Porto Alegre: Mercado Aberto, 1998) e de Sérgio Faraco ("Contos
completos". Porto Alegre: L&PM, 1995), este último vitimado pela
desatenção da crítica metropolitana, sendo, embora, uma coletânea de
grande qualidade literária e, para o que no momento nos interessa,
um excelente "documentário" das duas tendências.
Um dos seus contos ("Sesmarias do
urutau mugidor") é um painel quase didático dessas transformações.

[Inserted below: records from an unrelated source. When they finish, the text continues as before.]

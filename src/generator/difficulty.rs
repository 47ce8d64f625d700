//! Difficulty mapping
//!
//! Grid grows by score ranges (one point per cleared level):
//! - Levels 1-15  -> 3x3
//! - Levels 16-30 -> 4x4
//! - Levels 31-45 -> 5x5
//! - Levels 46-60 -> 6x6
//! - Levels 61-75 -> 7x7
//! - Levels 76+   -> 8x8 (cap)

/// Map the running score to the grid dimension N (grid is NxN).
///
/// Pure, total, and monotonic non-decreasing; score 0 corresponds to level 1.
pub fn grid_size_from_score(score: u32) -> usize {
    if score >= 75 {
        8
    } else if score >= 60 {
        7
    } else if score >= 45 {
        6
    } else if score >= 30 {
        5
    } else if score >= 15 {
        4
    } else {
        3
    }
}

#[cfg(test)]
mod tests {
    use super::*;
    use crate::consts::{GRID_MAX, GRID_MIN};
    use proptest::prelude::*;

    #[test]
    fn test_threshold_boundaries() {
        assert_eq!(grid_size_from_score(0), 3);
        assert_eq!(grid_size_from_score(14), 3);
        assert_eq!(grid_size_from_score(15), 4);
        assert_eq!(grid_size_from_score(29), 4);
        assert_eq!(grid_size_from_score(30), 5);
        assert_eq!(grid_size_from_score(45), 6);
        assert_eq!(grid_size_from_score(60), 7);
        assert_eq!(grid_size_from_score(74), 7);
        assert_eq!(grid_size_from_score(75), 8);
        assert_eq!(grid_size_from_score(1000), 8);
    }

    proptest! {
        #[test]
        fn prop_monotonic_and_bounded(score in 0u32..10_000) {
            let n = grid_size_from_score(score);
            prop_assert!((GRID_MIN..=GRID_MAX).contains(&n));
            prop_assert!(n <= grid_size_from_score(score + 1));
        }
    }
}
//! Deterministic RNG stream
//!
//! PCG32 behind a small value type. The stream is owned by the caller and
//! threaded through every generation call; nothing in this crate holds
//! ambient RNG state, so independently seeded streams can never interfere.

use rand::{Rng, SeedableRng};
use rand_pcg::Pcg32;

/// Caller-owned random stream for level generation.
///
/// Reproducible by construction: the same 32-bit seed yields the same
/// sequence of draws. Typically reseeded per level for variety, but a single
/// stream can also be carried across levels for replayable runs.
#[derive(Debug, Clone)]
pub struct GenRng {
    seed: u32,
    inner: Pcg32,
}

impl GenRng {
    /// Create a stream from a 32-bit seed (expanded to 64-bit PCG state).
    pub fn new(seed: u32) -> Self {
        let seed64 = (seed as u64) | ((seed as u64) << 32);
        Self {
            seed,
            inner: Pcg32::seed_from_u64(seed64),
        }
    }

    /// The seed this stream was created from, for diagnostics/replay.
    pub fn seed(&self) -> u32 {
        self.seed
    }

    /// Next value in [0, 1).
    #[inline]
    pub fn next_f32(&mut self) -> f32 {
        self.inner.random::<f32>()
    }

    /// Uniform pick in [0, n). `n` must be non-zero.
    #[inline]
    pub fn index(&mut self, n: usize) -> usize {
        ((self.next_f32() * n as f32) as usize).min(n - 1)
    }

    /// Uniform value in [lo, hi).
    #[inline]
    pub fn range_f32(&mut self, lo: f32, hi: f32) -> f32 {
        lo + self.next_f32() * (hi - lo)
    }

    /// Fair coin flip.
    #[inline]
    pub fn coin(&mut self) -> bool {
        self.next_f32() > 0.5
    }
}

Imobilizado na estrada por uma falha mecânica do automóvel (máquina
de muitos "cavalos" vencida onde o cavalo dos pampas jamais falhou),
o protagonista pede acolhida no rancho de um velho gaúcho, "ruína
viva" que evoca antes o mundo de Alcides Maya que o de Simões Lopes
Neto. É significativo que o autor organize o volume em três partes,
indo de gauchesca tradicional às narrativas contemporâneas,
nomeadamente as "histórias de Porto Alegre", tema predileto dos
escritores gaúchos.
Charles Kiefer acrescenta ao realismo
urbano realidades imaginárias de diversos contos, como o primeiro
deles ("Photoplasma"), em que até a ortografia é fantasiosa. Ele e
Laub são contistas "literários", quero dizer, com a viva consciência
da sua condição de escritores, de homens escrevendo livros, não
observadores de hipotéticas circunstâncias da vida real. Se o poeta
famoso declarava ser "homem para quem o mundo exterior existia",
eles são ficcionistas para quem o que existe de fato é a literatura.

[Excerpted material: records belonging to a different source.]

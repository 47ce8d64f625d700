//! Shape vocabulary and descriptors
//!
//! The vocabulary is a closed enum plus one capability profile per family.
//! The capability profile is the single source of truth for which attributes
//! the renderer actually shows for a family; both the anomaly mutator and the
//! visibility validator consult it, so they can never disagree about what
//! counts as a perceptible change.

use serde::{Deserialize, Serialize};

use super::pattern::Pattern;
use super::rng::GenRng;
use crate::consts::STROKE_BASE;
use crate::tuning::SCORE_FULL_VOCABULARY;

/// A silhouette kind the renderer can draw in one grid cell.
#[derive(Debug, Clone, Copy, PartialEq, Eq, Hash, Serialize, Deserialize)]
pub enum ShapeFamily {
    // Basic tier (always unlocked)
    Square,
    Circle,
    Triangle,
    Diamond,
    Rectangle,
    // Advanced tier
    Star,
    Ring,
    Semicircle,
    Horseshoe,
    Octagon,
    Plus,
    Cross,
    Pentagon,
    Hexagon,
    Trapezoid,
    // Complex tier
    Pacman,
    QuarterCircle,
    Arc,
    Zigzag,
    NotchedSquare,
    Dash,
    Line,
    Heart,
    Chevron,
    Crescent,
}

/// What the renderer visibly applies for a family.
///
/// A flagged-off attribute must never be mutated into an anomaly nor credited
/// by the validator; otherwise generation either spins on invisible
/// candidates or ships undetectable levels.
#[derive(Debug, Clone, Copy, PartialEq, Eq)]
pub struct ShapeCaps {
    /// Rotation changes the drawn silhouette
    pub rotation_visible: bool,
    /// Stroke width changes are drawn
    pub stroke_visible: bool,
    /// Filled vs outline variants render differently
    pub variant_visible: bool,
}

impl ShapeFamily {
    /// Capability profile for this family.
    ///
    /// Exclusions are empirically tuned against the renderer: rotation-
    /// invariant silhouettes (circle, ring), families whose renderer never
    /// applies the attribute (cross, line, dash, zigzag), and near-symmetric
    /// ones where small rotations read as noise (octagon, plus).
    pub const fn caps(self) -> ShapeCaps {
        use ShapeFamily::*;
        ShapeCaps {
            rotation_visible: !matches!(
                self,
                Circle | Ring | Cross | Line | Dash | Zigzag | Octagon | Plus
            ),
            stroke_visible: !matches!(self, Plus | Cross | Ring),
            variant_visible: !matches!(self, Plus | Cross | Ring | Line | Dash | Zigzag),
        }
    }
}

/// Families available from score 0.
pub const BASIC_FAMILIES: [ShapeFamily; 5] = [
    ShapeFamily::Square,
    ShapeFamily::Circle,
    ShapeFamily::Triangle,
    ShapeFamily::Diamond,
    ShapeFamily::Rectangle,
];

/// Families unlocked alongside the basics at the full-vocabulary tier.
pub const ADVANCED_FAMILIES: [ShapeFamily; 10] = [
    ShapeFamily::Star,
    ShapeFamily::Ring,
    ShapeFamily::Semicircle,
    ShapeFamily::Horseshoe,
    ShapeFamily::Octagon,
    ShapeFamily::Plus,
    ShapeFamily::Cross,
    ShapeFamily::Pentagon,
    ShapeFamily::Hexagon,
    ShapeFamily::Trapezoid,
];

/// Highest-tier families, also part of the full vocabulary.
pub const COMPLEX_FAMILIES: [ShapeFamily; 10] = [
    ShapeFamily::Pacman,
    ShapeFamily::QuarterCircle,
    ShapeFamily::Arc,
    ShapeFamily::Zigzag,
    ShapeFamily::NotchedSquare,
    ShapeFamily::Dash,
    ShapeFamily::Line,
    ShapeFamily::Heart,
    ShapeFamily::Chevron,
    ShapeFamily::Crescent,
];

/// Full vocabulary in unlock order (basic, advanced, complex).
pub const ALL_FAMILIES: [ShapeFamily; 25] = [
    ShapeFamily::Square,
    ShapeFamily::Circle,
    ShapeFamily::Triangle,
    ShapeFamily::Diamond,
    ShapeFamily::Rectangle,
    ShapeFamily::Star,
    ShapeFamily::Ring,
    ShapeFamily::Semicircle,
    ShapeFamily::Horseshoe,
    ShapeFamily::Octagon,
    ShapeFamily::Plus,
    ShapeFamily::Cross,
    ShapeFamily::Pentagon,
    ShapeFamily::Hexagon,
    ShapeFamily::Trapezoid,
    ShapeFamily::Pacman,
    ShapeFamily::QuarterCircle,
    ShapeFamily::Arc,
    ShapeFamily::Zigzag,
    ShapeFamily::NotchedSquare,
    ShapeFamily::Dash,
    ShapeFamily::Line,
    ShapeFamily::Heart,
    ShapeFamily::Chevron,
    ShapeFamily::Crescent,
];

/// Filled vs outline rendering mode.
#[derive(Debug, Clone, Copy, PartialEq, Eq, Serialize, Deserialize, Default)]
#[serde(rename_all = "lowercase")]
pub enum FillVariant {
    #[default]
    Filled,
    Outline,
}

impl FillVariant {
    /// The other variant.
    pub fn toggled(self) -> Self {
        match self {
            FillVariant::Filled => FillVariant::Outline,
            FillVariant::Outline => FillVariant::Filled,
        }
    }
}

/// The atomic visual unit placed in one grid cell.
#[derive(Debug, Clone, Copy, PartialEq, Serialize, Deserialize)]
pub struct ShapeDescriptor {
    pub family: ShapeFamily,
    /// Size in device-independent pixels, roughly [16, 52]
    pub size: f32,
    /// Degrees; ignored by families without visible rotation
    pub rotation: f32,
    /// Only meaningful for families with a visible outline
    pub stroke_width: f32,
    pub variant: FillVariant,
    /// Signed displacement from the cell's visual center
    pub offset_x: f32,
    pub offset_y: f32,
    /// Which spatial pattern placed this cell (provenance only)
    pub pattern: Pattern,
}

impl ShapeDescriptor {
    /// A baseline cell for `family`: default rotation/stroke/variant, no offset.
    pub fn baseline(family: ShapeFamily, size: f32, pattern: Pattern) -> Self {
        Self {
            family,
            size,
            rotation: 0.0,
            stroke_width: STROKE_BASE,
            variant: FillVariant::Filled,
            offset_x: 0.0,
            offset_y: 0.0,
            pattern,
        }
    }

    /// Structural equality under the single-difference invariant: family and
    /// variant exact, numeric fields within one unit. The pattern provenance
    /// tag is informational and ignored.
    pub fn approx_eq(&self, other: &Self) -> bool {
        self.family == other.family
            && self.variant == other.variant
            && (self.size - other.size).abs() < 1.0
            && (self.rotation - other.rotation).abs() < 1.0
            && (self.stroke_width - other.stroke_width).abs() < 1.0
            && (self.offset_x - other.offset_x).abs() < 1.0
            && (self.offset_y - other.offset_y).abs() < 1.0
    }
}

/// Pick the base shape for a level.
///
/// Below the full-vocabulary score the pick is uniform over the five basic
/// families; from there on it is uniform over all 25. Baseline size is an
/// integer in [26, 40) so cells stay readable at every grid dimension.
pub fn select_base_shape(rng: &mut GenRng, score: u32) -> ShapeDescriptor {
    let family = if score >= SCORE_FULL_VOCABULARY {
        ALL_FAMILIES[rng.index(ALL_FAMILIES.len())]
    } else {
        BASIC_FAMILIES[rng.index(BASIC_FAMILIES.len())]
    };
    let size = 26.0 + rng.index(14) as f32;
    ShapeDescriptor::baseline(family, size, Pattern::Uniform)
}

#[cfg(test)]
mod tests {
    use super::*;

    #[test]
    fn test_caps_exclusions() {
        assert!(!ShapeFamily::Circle.caps().rotation_visible);
        assert!(!ShapeFamily::Ring.caps().stroke_visible);
        assert!(!ShapeFamily::Zigzag.caps().variant_visible);
        assert!(ShapeFamily::Zigzag.caps().stroke_visible);
        let caps = ShapeFamily::Square.caps();
        assert!(caps.rotation_visible && caps.stroke_visible && caps.variant_visible);
    }

    #[test]
    fn test_vocabulary_tiers_are_disjoint_and_complete() {
        for f in ALL_FAMILIES {
            let tiers = [
                BASIC_FAMILIES.contains(&f),
                ADVANCED_FAMILIES.contains(&f),
                COMPLEX_FAMILIES.contains(&f),
            ];
            assert_eq!(tiers.iter().filter(|t| **t).count(), 1, "{f:?}");
        }
        assert_eq!(ALL_FAMILIES.len(), 25);
    }

    #[test]
    fn test_base_shape_low_score_stays_basic() {
        let mut rng = GenRng::new(123);
        for _ in 0..200 {
            let shape = select_base_shape(&mut rng, 24);
            assert!(BASIC_FAMILIES.contains(&shape.family));
        }
    }

    #[test]
    fn test_base_shape_full_vocab_reaches_complex() {
        let mut rng = GenRng::new(123);
        let mut saw_non_basic = false;
        for _ in 0..200 {
            let shape = select_base_shape(&mut rng, 25);
            if !BASIC_FAMILIES.contains(&shape.family) {
                saw_non_basic = true;
            }
        }
        assert!(saw_non_basic);
    }

    #[test]
    fn test_base_shape_defaults() {
        let mut rng = GenRng::new(5);
        for _ in 0..100 {
            let shape = select_base_shape(&mut rng, 0);
            assert!((26.0..40.0).contains(&shape.size));
            assert_eq!(shape.size.fract(), 0.0);
            assert_eq!(shape.rotation, 0.0);
            assert_eq!(shape.stroke_width, 2.0);
            assert_eq!(shape.variant, FillVariant::Filled);
        }
    }

    #[test]
    fn test_approx_eq_tolerance() {
        let a = ShapeDescriptor::baseline(ShapeFamily::Square, 28.0, Pattern::Uniform);
        let mut b = a;
        b.size = 28.9;
        assert!(a.approx_eq(&b));
        b.size = 29.1;
        assert!(!a.approx_eq(&b));
        let mut c = a;
        c.variant = FillVariant::Outline;
        assert!(!a.approx_eq(&c));
        let mut d = a;
        d.pattern = Pattern::Checker;
        assert!(a.approx_eq(&d));
    }
}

Nessa linha, escreveram contos semelhantes a partir de uma situação
"profissional": o ficcionista em busca de assunto.
No de Charles Kiefer, intitulado
"Teoria do conto ou Um escritor, um cavalo magro e velho", uma cena
de rua fornece a inspiração de que necessitava: "Depois, assim que
se instalou à boléia, Antônio apanhou o aparelho e bateu nas ancas
do animal até ficar extenuado, até que o filho apanhasse as rédeas e
o chicote e conduzisse a carroça para longe dos meus olhos, que
vislumbraram na cena final o motivo de um conto, diferente do
primeiro, talvez um que principiasse assim: Há várias semanas
dispunha-me a escrever um conto sobre um homem e um cavalo magro e
velho...". É com essas palavras que o conto efetivamente se inicia.

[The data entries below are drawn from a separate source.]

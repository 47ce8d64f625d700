//! Deterministic level generation
//!
//! Everything gameplay-visible is produced here. This module must stay pure
//! and deterministic:
//! - Seeded RNG only, owned by the caller and passed by `&mut`
//! - No I/O, no clocks, no platform dependencies
//! - Same seed + same (difficulty, score) => bit-identical level

pub mod anomaly;
pub mod difficulty;
pub mod level;
pub mod pattern;
pub mod rng;
pub mod shape;

pub use anomaly::{apply_anomaly, is_anomaly_visible, AnomalyKind};
pub use difficulty::grid_size_from_score;
pub use level::{generate_level, LevelDescriptor, RuleApplied};
pub use pattern::{build_pattern_grid, pattern_pool, Pattern};
pub use rng::GenRng;
pub use shape::{
    select_base_shape, FillVariant, ShapeCaps, ShapeDescriptor, ShapeFamily, ALL_FAMILIES,
    BASIC_FAMILIES,
};
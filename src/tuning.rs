//! Data-driven game balance
//!
//! Empirically tuned constants for fairness: unlock tiers, perceptual
//! thresholds, and mutation magnitudes. These were dialed in by playtesting,
//! not derived from a model; treat them as configuration data. The mutator
//! draws its magnitudes from the same tables the validator checks against, so
//! changing a value here moves both sides in lock-step.

use crate::generator::shape::ShapeFamily;

/// Score at which the full 25-family vocabulary (and wider secondary pools)
/// unlocks; below it only the basic tier appears.
pub const SCORE_FULL_VOCABULARY: u32 = 25;

/// Through this score the anomaly never lands on a corner cell.
pub const SCORE_CORNER_EXCLUSION_MAX: u32 = 10;

/// From this score the offset anomaly uses its wider displacement band.
pub const SCORE_WIDE_OFFSET: u32 = 75;

/// Minimum rotation delta (degrees) that reads as an anomaly.
pub const ROTATION_MIN_DEG: f32 = 18.0;

/// Minimum per-axis offset (px) that reads as an anomaly.
pub const OFFSET_MIN_PX: f32 = 10.0;

/// Minimum relative size delta for a family.
///
/// Bar-like silhouettes (plus, cross) and near-round ones (octagon, ring)
/// change less per unit of scale, so they need a wider margin.
pub fn size_threshold(family: ShapeFamily) -> f32 {
    match family {
        ShapeFamily::Plus | ShapeFamily::Cross => 0.35,
        ShapeFamily::Octagon => 0.32,
        ShapeFamily::Ring => 0.30,
        _ => 0.28,
    }
}

/// Minimum stroke-width delta (px) for a family with a visible stroke.
pub fn stroke_min(family: ShapeFamily) -> f32 {
    match family {
        // Zigzag strokes are thin and busy; small deltas vanish
        ShapeFamily::Zigzag => 3.0,
        _ => 2.0,
    }
}
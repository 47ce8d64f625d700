//! Anomaly Grid - seeded level generator for a spot-the-anomaly puzzle game
//!
//! Core modules:
//! - `generator`: Deterministic level generation (RNG, difficulty, pattern grids, anomaly)
//! - `tuning`: Data-driven balance (visibility thresholds, unlock tiers)
//!
//! The generator is pure and deterministic: it consumes a caller-owned
//! [`generator::GenRng`] stream plus the running score, and returns an immutable
//! [`generator::LevelDescriptor`]. Rendering shapes to pixels, touch hit testing,
//! audio, and persistence all live outside this crate and only consume the
//! returned descriptor.

pub mod generator;
pub mod tuning;

pub use generator::{
    generate_level, FillVariant, GenRng, LevelDescriptor, Pattern, RuleApplied, ShapeDescriptor,
    ShapeFamily,
};

/// Generation constants
pub mod consts {
    /// Smallest shape size the mutator may produce (device-independent px)
    pub const SIZE_MIN: f32 = 16.0;
    /// Largest shape size the mutator may produce
    pub const SIZE_MAX: f32 = 52.0;
    /// Baseline size for pattern-grid cells
    pub const CELL_SIZE: f32 = 28.0;
    /// Default stroke width
    pub const STROKE_BASE: f32 = 2.0;
    /// Stroke width cap after mutation
    pub const STROKE_MAX: f32 = 8.0;

    /// Smallest grid dimension (3x3)
    pub const GRID_MIN: usize = 3;
    /// Largest grid dimension (8x8 cap)
    pub const GRID_MAX: usize = 8;

    /// Bounded retries before the assembler substitutes the fallback level
    pub const MAX_ATTEMPTS: u32 = 12;
}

Tudo bem considerado, a teoria do
conto (de todos os contos) é a sua prática, situação que se duplica
quase literalmente no "Conto do inverno", de Sérgio Faraco, tanto no
esquema narrativo quanto na conclusão artesanal: "Boa história", diz
o narrador a propósito do que acaba de contar. "Meu winter’s tale,
disse em voz alta. E logo um pensamento desagradável: talvez tivesse
desconfiado, desde o início, de que aquilo era um conto. Nesse caso,
era quase certo que estivera a representar. Era espantoso como os
escritores, às vezes, podiam ser interesseiros, e no fundo, bem no
fundo, tão ou mais cruéis do que um dono de caminhão como o que
conhecera naquela madrugada".
Nessa galeria, Michel Laub é o
"escritor de gabinete", autor, como os anteriores, de contos breves,
simples vinhetas, as proverbiais "fatias de vida" que estavam em
moda ao tempo de K. Mansfield (Álvaro Lins identificou uma "família
Mansfied" em nossa literatura). Os tempos são outros, contudo, e
onde ela se demorava nos devaneios de adolescente e no
sentimentalismo nostálgico, os dias de hoje propõem a temática
brutal do homossexualismo sórdido ("Na rua escura", de Sérgio
Faraco), ou do ecologismo tanto mais politicamente correto quanto
convencional ("A última canafístula", de Charles Kiefer).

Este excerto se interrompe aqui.